Riding on the last proposition, (say the last proposition is true).
Then a vnode must only contain tokens which belong a given keyspace.
Because each keyspace(container of column family/tables) has a defined replication strategy and replication factor. And it is highly likely that replication factor of keyspaces in a Cassandra cluster will vary.
Consider an example. "system_schema" keyspace has a RF of 1 whereas I created a keyspace "test_ks" with RF 3. If a row of system_schema keyspace has a token number 2(say) and a row of my test_ks has token number 5(say).
these 2 tokens can't be placed in the same token range(vnode).

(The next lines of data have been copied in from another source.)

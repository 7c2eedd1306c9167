//! Wrapper invocation context
//!
//! Works out which tool name this process stands in for and which
//! directories are safe to resolve the real tool from.

use std::env;
use std::path::{Path, PathBuf};

use anyhow::{anyhow, Context, Result};
use buildtrace_common::envs;

/// Execution context for one wrapper invocation.
#[derive(Debug)]
pub struct WrapperContext {
    /// The compiler name this wrapper was invoked as (e.g. "gcc")
    pub tool_name: String,
    /// Directory holding the wrapper symlinks
    pub wrapper_dir: PathBuf,
    /// Search paths with the wrapper directory filtered out
    pub search_paths: Vec<PathBuf>,
    /// Collector socket, absent when running outside a session
    pub destination: Option<PathBuf>,
    pub verbose: bool,
}

impl WrapperContext {
    /// Build the context from argv[0] and the environment.
    pub fn from_current_exe() -> Result<Self> {
        let exe = env::current_exe().context("Failed to get current executable path")?;

        let mut wrapper_dir = exe
            .parent()
            .ok_or_else(|| anyhow!("Executable has no parent directory"))?
            .to_path_buf();

        let mut tool_name = exe
            .file_name()
            .ok_or_else(|| anyhow!("Executable has no filename"))?
            .to_string_lossy()
            .to_string();

        // current_exe resolves symlinks; argv[0] still carries the name
        // the build called, which is the identity that matters here.
        if let Some(invoked) = env::args_os().next() {
            if !invoked.is_empty() {
                let invoked = PathBuf::from(invoked);
                if let Some(name) = invoked.file_name() {
                    tool_name = name.to_string_lossy().to_string();
                }
                if let Some(parent) = invoked.parent() {
                    if parent.is_absolute() {
                        wrapper_dir = parent.to_path_buf();
                    }
                }
            }
        }

        let search_paths = build_clean_search_path(&wrapper_dir, env::var("PATH").ok())?;

        Ok(Self {
            tool_name,
            wrapper_dir,
            search_paths,
            destination: env::var_os(envs::DESTINATION_KEY).map(PathBuf::from),
            verbose: envs::verbose_enabled(env::var(envs::VERBOSE_KEY).ok().as_deref()),
        })
    }
}

/// Build the search path for the real tool, excluding the wrapper
/// directory so the wrapper never resolves to itself.
pub fn build_clean_search_path(
    wrapper_dir: &Path,
    path: Option<String>,
) -> Result<Vec<PathBuf>> {
    let path = path.ok_or_else(|| anyhow!("No PATH in environment"))?;

    let mut seen = std::collections::HashSet::new();
    let paths: Vec<PathBuf> = path
        .split(':')
        .filter(|s| !s.is_empty())
        .map(|s| s.trim_end_matches('/'))
        .filter(|p| !Path::new(p).starts_with(wrapper_dir))
        .filter(|p| seen.insert(p.to_string()))
        .map(PathBuf::from)
        .collect();

    if paths.is_empty() {
        return Err(anyhow!("No search paths left after removing {}", wrapper_dir.display()));
    }

    Ok(paths)
}

#[cfg(test)]
mod tests {
    use super::*;

    #[test]
    fn clean_search_path_filters_wrapper_dir() {
        let wrapper_dir = PathBuf::from("/opt/wrappers");
        let path = format!("/usr/bin:{}:/bin", wrapper_dir.display());
        let paths = build_clean_search_path(&wrapper_dir, Some(path)).unwrap();
        assert_eq!(paths, vec![PathBuf::from("/usr/bin"), PathBuf::from("/bin")]);
    }

    #[test]
    fn clean_search_path_deduplicates() {
        let wrapper_dir = PathBuf::from("/opt/wrappers");
        let path = "/usr/bin:/bin:/usr/bin:/usr/local/bin:/bin".to_string();
        let paths = build_clean_search_path(&wrapper_dir, Some(path)).unwrap();
        assert_eq!(
            paths,
            vec![
                PathBuf::from("/usr/bin"),
                PathBuf::from("/bin"),
                PathBuf::from("/usr/local/bin"),
            ]
        );
    }

    #[test]
    fn all_paths_filtered_is_an_error() {
        let wrapper_dir = PathBuf::from("/opt/wrappers");
        let path = format!("{0}:{0}/sub", wrapper_dir.display());
        assert!(build_clean_search_path(&wrapper_dir, Some(path)).is_err());
    }
}
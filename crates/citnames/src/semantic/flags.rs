//! The compiler argument grammar
//!
//! A single table drives tokenization: every known flag shape carries
//! its arity (does it glue its value, take the next token, or both) and
//! its meaning for classification. Tokens that match nothing and do not
//! look like flags are operands, split into translation-unit sources
//! and object/library inputs by suffix.

use std::path::{Path, PathBuf};

use tracing::warn;

use super::sources::{self, Language};

#[derive(Debug, Clone, Copy, PartialEq, Eq)]
enum Arity {
    /// Stands alone: `-c`
    None,
    /// Consumes the next token: `-include FILE`
    Separate,
    /// Value glued on: `-Wl,-rpath`; exact match is the bare flag
    Attached,
    /// Either shape: `-I DIR` and `-IDIR`
    Both,
}

#[derive(Debug, Clone, Copy, PartialEq, Eq)]
enum Meaning {
    /// Kept in the reconstructed command without further interpretation
    PassThrough,
    /// Kept, but remembers that a link step is being described
    Linker,
    /// `-o`
    Output,
    /// `-x`
    Language,
    /// `-c`
    PhaseCompile,
    /// `-S`
    PhaseAssemble,
    /// `-E`
    PhasePreprocess,
    /// `-M`/`-MM`: preprocessor runs for dependencies only
    DependencyOnly,
    /// The call interrogates the compiler, it compiles nothing
    Query,
}

struct FlagDef {
    name: &'static str,
    arity: Arity,
    meaning: Meaning,
}

macro_rules! flag {
    ($name:literal, $arity:ident, $meaning:ident) => {
        FlagDef {
            name: $name,
            arity: Arity::$arity,
            meaning: Meaning::$meaning,
        }
    };
}

/// The flag shape table. Lookup prefers the longest matching name, so
/// `-Wl,` wins over the generic `-W` prefix.
static FLAG_TABLE: &[FlagDef] = &[
    // phase selection
    flag!("-c", None, PhaseCompile),
    flag!("-S", None, PhaseAssemble),
    flag!("-E", None, PhasePreprocess),
    // output and language
    flag!("-o", Both, Output),
    flag!("-x", Both, Language),
    // queries: the compiler answers, nothing is compiled
    flag!("--version", None, Query),
    flag!("-version", None, Query),
    flag!("--help", Attached, Query),
    flag!("-help", None, Query),
    flag!("-###", None, Query),
    flag!("-dump", Attached, Query),
    flag!("-print-", Attached, Query),
    flag!("--print-", Attached, Query),
    // dependency generation
    flag!("-M", None, DependencyOnly),
    flag!("-MM", None, DependencyOnly),
    flag!("-MD", None, PassThrough),
    flag!("-MMD", None, PassThrough),
    flag!("-MP", None, PassThrough),
    flag!("-MG", None, PassThrough),
    flag!("-MF", Both, PassThrough),
    flag!("-MT", Both, PassThrough),
    flag!("-MQ", Both, PassThrough),
    // preprocessor
    flag!("-D", Both, PassThrough),
    flag!("-U", Both, PassThrough),
    flag!("-I", Both, PassThrough),
    flag!("-iquote", Both, PassThrough),
    flag!("-isystem", Both, PassThrough),
    flag!("-idirafter", Both, PassThrough),
    flag!("-iprefix", Both, PassThrough),
    flag!("-isysroot", Both, PassThrough),
    flag!("-imacros", Separate, PassThrough),
    flag!("-include", Separate, PassThrough),
    flag!("-B", Both, PassThrough),
    flag!("-F", Both, PassThrough),
    // target selection
    flag!("-target", Separate, PassThrough),
    flag!("--target=", Attached, PassThrough),
    flag!("-arch", Separate, PassThrough),
    // tool-specific pass-through operands
    flag!("-Xclang", Separate, PassThrough),
    flag!("-Xpreprocessor", Separate, PassThrough),
    flag!("-Xassembler", Separate, PassThrough),
    flag!("--param", Separate, PassThrough),
    // linker
    flag!("-Xlinker", Separate, Linker),
    flag!("-Wl,", Attached, Linker),
    flag!("-l", Both, Linker),
    flag!("-L", Both, Linker),
    flag!("-z", Separate, Linker),
    flag!("-u", Separate, Linker),
    flag!("-T", Separate, Linker),
    flag!("-framework", Separate, Linker),
    flag!("-shared", None, Linker),
    flag!("-static", None, Linker),
    flag!("-static-libgcc", None, Linker),
    flag!("-static-libstdc++", None, Linker),
    flag!("-rdynamic", None, Linker),
    flag!("-pie", None, Linker),
    flag!("-no-pie", None, Linker),
    flag!("-nostdlib", None, Linker),
    flag!("-nodefaultlibs", None, Linker),
    flag!("-nostartfiles", None, Linker),
    flag!("-dynamiclib", None, Linker),
    flag!("-bundle", None, Linker),
    flag!("-r", None, Linker),
    // broad attached families, matched last by length
    flag!("-W", Attached, PassThrough),
    flag!("-f", Attached, PassThrough),
    flag!("-m", Attached, PassThrough),
    flag!("-O", Attached, PassThrough),
    flag!("-g", Attached, PassThrough),
    flag!("-std=", Attached, PassThrough),
    flag!("--std=", Attached, PassThrough),
    // common standalone switches
    flag!("-pthread", None, PassThrough),
    flag!("-pipe", None, PassThrough),
    flag!("-ansi", None, PassThrough),
    flag!("-pedantic", None, PassThrough),
    flag!("-w", None, PassThrough),
    flag!("-P", None, PassThrough),
    flag!("-C", None, PassThrough),
    flag!("-H", None, PassThrough),
    flag!("-v", None, PassThrough),
];

enum MatchKind {
    Exact,
    AttachedValue,
}

/// How a matched flag carries its value, if any.
enum Operand {
    None,
    Attached(String),
    Separate(Option<String>),
}

impl Operand {
    fn value(&self) -> Option<&str> {
        match self {
            Operand::None => None,
            Operand::Attached(value) => Some(value),
            Operand::Separate(value) => value.as_deref(),
        }
    }
}

fn lookup(token: &str) -> Option<(&'static FlagDef, MatchKind)> {
    let mut best: Option<(&FlagDef, MatchKind)> = None;
    for def in FLAG_TABLE {
        let kind = if token == def.name {
            MatchKind::Exact
        } else if matches!(def.arity, Arity::Attached | Arity::Both)
            && token.starts_with(def.name)
        {
            MatchKind::AttachedValue
        } else {
            continue;
        };
        let better = match &best {
            Some((current, _)) => def.name.len() > current.name.len(),
            None => true,
        };
        if better {
            best = Some((def, kind));
        }
    }
    best
}

/// One translation-unit input.
#[derive(Debug, Clone, PartialEq, Eq)]
pub struct SourceFile {
    pub path: PathBuf,
    pub language: Language,
}

/// Everything the grammar extracted from one argument vector.
#[derive(Debug, Default)]
pub struct ParsedArguments {
    /// Flag groups in original order; a separate-valued flag keeps its
    /// operand in the same group
    pub flags: Vec<Vec<String>>,
    pub sources: Vec<SourceFile>,
    pub output: Option<PathBuf>,
    pub compile_only: bool,
    pub assemble: bool,
    pub preprocess: bool,
    pub dependency_only: bool,
    pub query: bool,
    pub linker_flags: bool,
    pub object_inputs: bool,
}

/// Run the grammar over `argv[1..]` (response files already expanded).
pub fn parse(arguments: &[String]) -> ParsedArguments {
    let mut parsed = ParsedArguments::default();
    // explicit `-x` overrides suffix inference until the next `-x`
    let mut explicit_language: Option<Language> = None;

    let mut cursor = arguments.iter();
    while let Some(token) = cursor.next() {
        if !token.starts_with('-') || token == "-" {
            classify_operand(token, &explicit_language, &mut parsed);
            continue;
        }

        let Some((def, kind)) = lookup(token) else {
            // unknown flag: keep it, assume it has no operand
            parsed.flags.push(vec![token.clone()]);
            continue;
        };

        let operand = match (def.arity, kind) {
            (Arity::None, _) | (Arity::Attached, MatchKind::Exact) => Operand::None,
            (_, MatchKind::AttachedValue) => {
                Operand::Attached(token[def.name.len()..].to_string())
            }
            (_, MatchKind::Exact) => Operand::Separate(cursor.next().cloned()),
        };

        match def.meaning {
            Meaning::Output => {
                parsed.output = operand.value().map(PathBuf::from);
            }
            Meaning::Language => {
                explicit_language = match operand.value() {
                    Some("none") | None => None,
                    Some(lang) => Some(Language::from_flag(lang)),
                };
            }
            Meaning::PhaseCompile => parsed.compile_only = true,
            Meaning::PhaseAssemble => parsed.assemble = true,
            Meaning::PhasePreprocess => parsed.preprocess = true,
            Meaning::DependencyOnly => parsed.dependency_only = true,
            Meaning::Query => parsed.query = true,
            Meaning::PassThrough | Meaning::Linker => {
                if def.meaning == Meaning::Linker {
                    parsed.linker_flags = true;
                }
                let mut group = vec![token.clone()];
                if let Operand::Separate(Some(value)) = operand {
                    group.push(value);
                }
                parsed.flags.push(group);
            }
        }
    }

    parsed
}

fn classify_operand(
    token: &str,
    explicit_language: &Option<Language>,
    parsed: &mut ParsedArguments,
) {
    let path = PathBuf::from(token);
    match explicit_language {
        Some(language) => parsed.sources.push(SourceFile {
            path,
            language: language.clone(),
        }),
        None => match sources::language_of(&path) {
            Some(language) => parsed.sources.push(SourceFile { path, language }),
            None => parsed.object_inputs = true,
        },
    }
}

/// Splice `@file` response files in place, with shell-compatible
/// tokenization, before the grammar runs.
pub fn expand_response_files(arguments: &[String], working_dir: &Path) -> Vec<String> {
    expand_inner(arguments, working_dir, 0)
}

const MAX_RESPONSE_DEPTH: usize = 10;

fn expand_inner(arguments: &[String], working_dir: &Path, depth: usize) -> Vec<String> {
    let mut result = Vec::with_capacity(arguments.len());
    for token in arguments {
        let Some(file) = token.strip_prefix('@') else {
            result.push(token.clone());
            continue;
        };
        if depth >= MAX_RESPONSE_DEPTH {
            warn!(token = %token, "response file nesting too deep, token kept verbatim");
            result.push(token.clone());
            continue;
        }
        let path = working_dir.join(file);
        match std::fs::read_to_string(&path) {
            Ok(content) => match shlex::split(&content) {
                Some(tokens) => {
                    result.extend(expand_inner(&tokens, working_dir, depth + 1));
                }
                None => {
                    warn!(file = %path.display(), "unparsable response file, token kept verbatim");
                    result.push(token.clone());
                }
            },
            Err(err) => {
                warn!(file = %path.display(), "unreadable response file ({err}), token kept verbatim");
                result.push(token.clone());
            }
        }
    }
    result
}

#[cfg(test)]
mod tests {
    use super::*;

    fn args(tokens: &[&str]) -> Vec<String> {
        tokens.iter().map(|s| s.to_string()).collect()
    }

    #[test]
    fn attached_and_separate_values_both_parse() {
        let parsed = parse(&args(&["-Iinclude", "-I", "other", "-DFOO=1", "main.c"]));
        assert_eq!(
            parsed.flags,
            vec![
                vec!["-Iinclude".to_string()],
                vec!["-I".to_string(), "other".to_string()],
                vec!["-DFOO=1".to_string()],
            ]
        );
        assert_eq!(parsed.sources.len(), 1);
    }

    #[test]
    fn output_is_extracted_not_kept_as_a_flag() {
        let parsed = parse(&args(&["-c", "-o", "out.o", "a.c"]));
        assert!(parsed.compile_only);
        assert_eq!(parsed.output, Some(PathBuf::from("out.o")));
        assert!(parsed.flags.is_empty());
    }

    #[test]
    fn separate_valued_flags_keep_their_operand_grouped() {
        let parsed = parse(&args(&["-include", "config.h", "-isystem", "/opt/inc", "a.c"]));
        assert_eq!(
            parsed.flags,
            vec![
                vec!["-include".to_string(), "config.h".to_string()],
                vec!["-isystem".to_string(), "/opt/inc".to_string()],
            ]
        );
    }

    #[test]
    fn explicit_language_overrides_suffixes_until_reset() {
        let parsed = parse(&args(&["-x", "c++", "weird.inc", "-x", "none", "plain.c"]));
        assert_eq!(parsed.sources.len(), 2);
        assert_eq!(parsed.sources[0].language, Language::Cxx);
        assert_eq!(parsed.sources[0].path, PathBuf::from("weird.inc"));
        assert_eq!(parsed.sources[1].language, Language::C);
    }

    #[test]
    fn query_flags_mark_the_call() {
        assert!(parse(&args(&["--version"])).query);
        assert!(parse(&args(&["-dumpmachine"])).query);
        assert!(parse(&args(&["-print-prog-name=ld"])).query);
        assert!(!parse(&args(&["-c", "a.c"])).query);
    }

    #[test]
    fn dependency_only_flags_differ_from_side_effect_ones() {
        assert!(parse(&args(&["-M", "a.c"])).dependency_only);
        assert!(parse(&args(&["-MM", "a.c"])).dependency_only);

        let side_effect = parse(&args(&["-MD", "-MF", "a.d", "-c", "a.c"]));
        assert!(!side_effect.dependency_only);
        assert_eq!(
            side_effect.flags,
            vec![
                vec!["-MD".to_string()],
                vec!["-MF".to_string(), "a.d".to_string()],
            ]
        );
    }

    #[test]
    fn linker_flags_are_kept_and_remembered() {
        let parsed = parse(&args(&["-Wl,-rpath,/lib", "-lm", "-L/lib", "a.c"]));
        assert!(parsed.linker_flags);
        assert_eq!(parsed.flags.len(), 3);
    }

    #[test]
    fn wl_wins_over_the_generic_w_prefix() {
        let warning = parse(&args(&["-Wall"]));
        assert!(!warning.linker_flags);

        let linker = parse(&args(&["-Wl,--as-needed"]));
        assert!(linker.linker_flags);
    }

    #[test]
    fn operands_split_into_sources_and_objects() {
        let parsed = parse(&args(&["main.c", "util.o", "libfoo.a"]));
        assert_eq!(parsed.sources.len(), 1);
        assert!(parsed.object_inputs);
    }

    #[test]
    fn unknown_flags_pass_through_alone() {
        let parsed = parse(&args(&["--some-new-flag", "-c", "a.c"]));
        assert_eq!(parsed.flags, vec![vec!["--some-new-flag".to_string()]]);
    }

    #[test]
    fn response_files_splice_in_place() {
        let temp = tempfile::TempDir::new().unwrap();
        std::fs::write(temp.path().join("resp.txt"), "-Wall -DX=1\n").unwrap();

        let expanded =
            expand_response_files(&args(&["@resp.txt", "foo.c"]), temp.path());
        assert_eq!(expanded, args(&["-Wall", "-DX=1", "foo.c"]));
    }

    #[test]
    fn response_files_nest() {
        let temp = tempfile::TempDir::new().unwrap();
        std::fs::write(temp.path().join("outer.txt"), "@inner.txt -O2").unwrap();
        std::fs::write(temp.path().join("inner.txt"), "-DX=1").unwrap();

        let expanded = expand_response_files(&args(&["@outer.txt"]), temp.path());
        assert_eq!(expanded, args(&["-DX=1", "-O2"]));
    }

    #[test]
    fn missing_response_file_keeps_the_token() {
        let temp = tempfile::TempDir::new().unwrap();
        let expanded = expand_response_files(&args(&["@gone.txt", "a.c"]), temp.path());
        assert_eq!(expanded, args(&["@gone.txt", "a.c"]));
    }
}
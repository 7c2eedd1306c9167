//! Execution reports and event log records

use std::collections::HashMap;
use std::path::PathBuf;

use chrono::{DateTime, Utc};
use serde::{Deserialize, Serialize};

/// One spawned process as observed at the exec boundary.
#[derive(Debug, Clone, PartialEq, Eq, Serialize, Deserialize)]
pub struct Execution {
    /// Absolute path of the image that will run (PATH search already
    /// replayed for `exec*p` variants).
    pub executable: PathBuf,
    /// Argument vector verbatim, including argv[0] as the caller supplied it.
    pub arguments: Vec<String>,
    /// Working directory at the time of the call, absolute.
    pub working_dir: PathBuf,
    /// Environment of the new image.
    pub environment: HashMap<String, String>,
}

/// What a reporter sends to the collector. Pids are the reporter's own
/// view; the collector maps them to run-local record ids.
#[derive(Debug, Clone, PartialEq, Eq, Serialize, Deserialize)]
#[serde(tag = "type", rename_all = "snake_case")]
pub enum Report {
    Started {
        pid: u32,
        ppid: u32,
        execution: Execution,
    },
    Terminated {
        pid: u32,
        status: i32,
    },
    Signalled {
        pid: u32,
        signal: i32,
    },
}

impl Report {
    pub fn pid(&self) -> u32 {
        match self {
            Report::Started { pid, .. }
            | Report::Terminated { pid, .. }
            | Report::Signalled { pid, .. } => *pid,
        }
    }
}

/// The per-execution payload of an event log record.
///
/// A `Started` event opens a record id; `Terminated`/`Signalled` close
/// it. Preload-mode reporters replace their own image on exec, so their
/// records may never see a closing event; consumers treat termination as
/// optional.
#[derive(Debug, Clone, PartialEq, Eq, Serialize, Deserialize)]
#[serde(tag = "event", rename_all = "snake_case")]
pub enum Event {
    Started {
        /// Record id of the closest intercepted ancestor, 0 for the root.
        parent_rid: u64,
        pid: u32,
        execution: Execution,
    },
    Terminated {
        status: i32,
    },
    Signalled {
        signal: i32,
    },
}

/// One self-describing record of the event log.
///
/// `rid` identifies the execution, not the record: the start and stop
/// records of one execution share it. Ids are dense and monotonic in the
/// order start records were received.
#[derive(Debug, Clone, PartialEq, Eq, Serialize, Deserialize)]
pub struct EventRecord {
    pub rid: u64,
    pub timestamp: DateTime<Utc>,
    #[serde(flatten)]
    pub event: Event,
}

impl EventRecord {
    /// The execution carried by a start record, if this is one.
    pub fn execution(&self) -> Option<&Execution> {
        match &self.event {
            Event::Started { execution, .. } => Some(execution),
            _ => None,
        }
    }
}
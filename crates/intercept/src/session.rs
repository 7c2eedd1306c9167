//! Per-run session state
//!
//! A session owns the socket endpoint location and knows how to prime
//! the build's environment so descendants report back: the preload mode
//! injects the library into the loader's preload list, the wrapper mode
//! materializes a directory of compiler symlinks and puts it in front
//! of PATH.

use std::collections::HashMap;
use std::env;
use std::path::{Path, PathBuf};

use anyhow::{Context, Result};
use buildtrace_common::envs;
use tempfile::TempDir;
use tracing::{debug, warn};
use uuid::Uuid;

use crate::cli::Cli;

/// Compiler names shadowed by the wrapper farm.
const WRAPPED_TOOLS: &[&str] = &["cc", "c++", "gcc", "g++", "clang", "clang++"];

#[derive(Debug, Clone, Copy, PartialEq, Eq)]
pub enum Mode {
    /// Library injected via the loader's preload mechanism
    Preload,
    /// Wrapper symlinks shadowing compilers on PATH
    Wrapper,
    /// Neither available; only the root command is recorded
    Unsupervised,
}

pub struct Session {
    pub mode: Mode,
    pub verbose: bool,
    /// Socket path handed to descendants via the locator key
    locator: PathBuf,
    library: Option<PathBuf>,
    wrapper: Option<PathBuf>,
    /// Wrapper symlink directory; keeps the TempDir alive for the run
    farm: Option<Farm>,
    /// Holds the socket's parent directory for the run
    _socket_dir: TempDir,
}

struct Farm {
    dir: TempDir,
    /// tool name -> real executable, exported as pin variables
    pins: Vec<(String, PathBuf)>,
}

impl Session {
    pub fn from_args(args: &Cli) -> Result<Self> {
        let socket_dir = tempfile::Builder::new()
            .prefix("buildtrace-")
            .tempdir()
            .context("Failed to create session directory")?;
        let locator = socket_dir
            .path()
            .join(format!("{}.sock", Uuid::now_v7().simple()));

        let exe_dir = default_tool_dir();
        let library = args
            .library
            .clone()
            .or_else(|| exe_dir.as_ref().map(|d| d.join(preload_library_name())));
        let wrapper = args
            .wrapper
            .clone()
            .or_else(|| exe_dir.as_ref().map(|d| d.join("buildtrace-wrapper")));

        let mode = select_mode(args, library.as_deref(), wrapper.as_deref());
        debug!(?mode, locator = %locator.display(), "session created");

        let farm = match mode {
            Mode::Wrapper => {
                let wrapper = wrapper.as_ref().expect("wrapper mode requires a wrapper");
                Some(build_farm(wrapper)?)
            }
            _ => None,
        };

        Ok(Self {
            mode,
            verbose: args.verbose,
            locator,
            library,
            wrapper,
            farm,
            _socket_dir: socket_dir,
        })
    }

    pub fn locator(&self) -> &Path {
        &self.locator
    }

    /// The environment the supervised build starts with: the operator's
    /// own, plus the session keys, plus the mode-specific priming.
    pub fn child_environment(&self) -> HashMap<String, String> {
        let mut env: HashMap<String, String> = env::vars().collect();

        env.insert(
            envs::DESTINATION_KEY.to_string(),
            self.locator.to_string_lossy().to_string(),
        );
        if self.verbose {
            env.insert(envs::VERBOSE_KEY.to_string(), "1".to_string());
        }
        if let Some(wrapper) = &self.wrapper {
            env.insert(
                envs::REPORTER_KEY.to_string(),
                wrapper.to_string_lossy().to_string(),
            );
        }

        match self.mode {
            Mode::Preload => {
                let library = self
                    .library
                    .as_ref()
                    .expect("preload mode requires a library")
                    .to_string_lossy();
                let current = env.get(envs::PRELOAD_KEY).cloned();
                env.insert(
                    envs::PRELOAD_KEY.to_string(),
                    envs::keep_front_in_list(&library, current.as_deref()),
                );
            }
            Mode::Wrapper => {
                let farm = self.farm.as_ref().expect("wrapper mode requires a farm");
                let current = env.get("PATH").cloned();
                env.insert(
                    "PATH".to_string(),
                    envs::prepend_path(farm.dir.path(), current.as_deref()),
                );
                for (tool, real) in &farm.pins {
                    env.insert(envs::wrapped_key(tool), real.to_string_lossy().to_string());
                }
            }
            Mode::Unsupervised => {}
        }

        env
    }
}

fn default_tool_dir() -> Option<PathBuf> {
    env::current_exe()
        .ok()
        .and_then(|exe| exe.parent().map(Path::to_path_buf))
}

fn preload_library_name() -> &'static str {
    if cfg!(target_os = "macos") {
        "libbuildtrace_preload.dylib"
    } else {
        "libbuildtrace_preload.so"
    }
}

fn select_mode(args: &Cli, library: Option<&Path>, wrapper: Option<&Path>) -> Mode {
    let library_ok = library.map(Path::is_file).unwrap_or(false);
    let wrapper_ok = wrapper.map(Path::is_file).unwrap_or(false);

    if args.force_preload {
        if !library_ok {
            warn!("preload forced but the library is missing; only the root command is recorded");
            return Mode::Unsupervised;
        }
        return Mode::Preload;
    }
    if args.force_wrapper {
        if !wrapper_ok {
            warn!("wrapper forced but the executable is missing; only the root command is recorded");
            return Mode::Unsupervised;
        }
        return Mode::Wrapper;
    }
    if library_ok {
        Mode::Preload
    } else if wrapper_ok {
        warn!("preload library not found, falling back to compiler wrappers");
        Mode::Wrapper
    } else {
        warn!("no interception mechanism available; only the root command is recorded");
        Mode::Unsupervised
    }
}

/// Create the wrapper symlink directory and pin each shadowed name to
/// the real tool it currently resolves to.
fn build_farm(wrapper: &Path) -> Result<Farm> {
    let dir = tempfile::Builder::new()
        .prefix("buildtrace-wrappers-")
        .tempdir()
        .context("Failed to create wrapper directory")?;

    let mut pins = Vec::new();
    for tool in WRAPPED_TOOLS {
        let link = dir.path().join(tool);
        std::os::unix::fs::symlink(wrapper, &link)
            .with_context(|| format!("Failed to link wrapper as {tool}"))?;
        if let Some(real) = which(tool) {
            pins.push((tool.to_string(), real));
        }
    }

    debug!(dir = %dir.path().display(), tools = WRAPPED_TOOLS.len(), "wrapper farm ready");
    Ok(Farm { dir, pins })
}

/// Minimal PATH search used to pin wrapped tools and to absolutize the
/// root command for its event record.
pub fn which(name: &str) -> Option<PathBuf> {
    if name.contains('/') {
        let path = PathBuf::from(name);
        return path.is_file().then(|| absolutize(&path));
    }
    let path = env::var("PATH").ok()?;
    for dir in path.split(':').filter(|d| !d.is_empty()) {
        let candidate = Path::new(dir).join(name);
        if is_executable(&candidate) {
            return Some(candidate);
        }
    }
    None
}

fn absolutize(path: &Path) -> PathBuf {
    if path.is_absolute() {
        path.to_path_buf()
    } else {
        env::current_dir()
            .map(|cwd| cwd.join(path))
            .unwrap_or_else(|_| path.to_path_buf())
    }
}

fn is_executable(path: &Path) -> bool {
    use std::os::unix::fs::PermissionsExt;
    path.metadata()
        .map(|m| m.is_file() && (m.permissions().mode() & 0o111 != 0))
        .unwrap_or(false)
}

If a vnode is consistent chunk of token ranges, say token 2 and 5 belong to vnode with token number 10. so vnode 10 has to be placed on 3 different physical nodes to satisfy the RF =3 for test_ks, but we are unnecessary placing token 2 on 3 different nodes whose RF is supposed to be 1.
Is this proposition correct that, a vnode is only dedicated to a given keyspace?
which boils down to out of 256 tokens on a physical node... 20(say) vnodes currently belong to "system" keyspace, 80 vnodes(say) belong to test_ks.
Again riding on the above proposition, this means that each node should have the info of keyspace-wise vnodes currently available in the cluster.
That way when a new write comes in for a Keyspace the co-ordinator node would locate all vnodes in the cluster for that keyspace and assign the new row a token number which falls within the token range of those keyspaces. That being the case can I know how many vnodes currently belong to a keyspace in the entire cluster/ or on a given node.
Please do correct me if I'm wrong.
I have been following the below blogs and videos to get an understanding of this concept:
https://www.scribd.com/document/253239514/Virtual-Nodes-Strategies-for-Apache-Cassandra
https://www.youtube.com/watch?v=GddZ3pXiDys&t=11s
Thanks in advance

There is no fixed token-range, the tokens are just generated randomly. This is one of the reasons that vnodes were implemented - the idea being that if there are more tokens it is more likely that the resulting token-ranges will be more evenly distributed across nodes.
Token generation was recently improved in 3.0, allowing Cassandra to place new tokens a little more intelligently (see CASSANDRA-7032). You can also manually configure tokens (see initial_token), although it can become tricky to keep things balanced when it comes time to expand the cluster unless you plan on doubling the number of nodes.
The total number of tokens in a cluster is the number of nodes in the cluster multiplied by the number of vnodes per node.
In regards to placement of replicas, the first copy of a partition is placed in the node that owns that partition's token. The additional n copies are placed sequentially on the next n nodes in the ring that are in the same data centre. There is no relationship between tokens and keyspaces.
When a new write comes into a coordinator node, the coordinator node determines which node owns the partition by hashing the partition key. Note that for better performance this can actually be done by the driver instead if you use TokenAwarePolicy. The coordinator sends the write to the node that owns the partition, and if the data needs to be replicated the coordinator node also writes the replicas to the next two nodes sequentially in the token-space.
For example, suppose that we have 3 nodes which each have one token: node1: 10, node2: 20 & node3: 30. If we write a record whose partition key hashes to 22, to a keyspace with RF3, then the first copy goes to node2, the second goes to node3 and the third goes to node1. Note that each replica is equally valid - there is nothing special about the "first" replica other than that it happens to be stored on the "first" replica node.
Vnodes do not change this process, they just split up each node's token ranges by allowing each node to have more than one token. For example, if our cluster now has 2 vnodes for each node, it might instead look like this: node1: 10, 25, node2: 20, 3 & node3: 30, 21. Now our write that hashed to 22 goes to node3 (because it owns the range from 21-24), and the copies go to node1 and node2.

Related

Cassandra Token Distribution

I am going through cassandra tutorials and come across this picture that represents multinode cassandra cluster -
Isnt total number of tokens ( in the above 256 ) should be distributed across all three nodes around 85 tokens each ?
No, the num_tokens parameter specifies how many tokens ranges each node will handle. From cassandra.yaml description:
This defines the number of tokens randomly assigned to this node on the ring. The more tokens, relative to other nodes, the larger the proportion of data that this node will store. You probably want all nodes to have the same number of tokens assuming they have equal hardware capability.
Otherwise, what would happen if you have cluster with more than 256 nodes? ;-)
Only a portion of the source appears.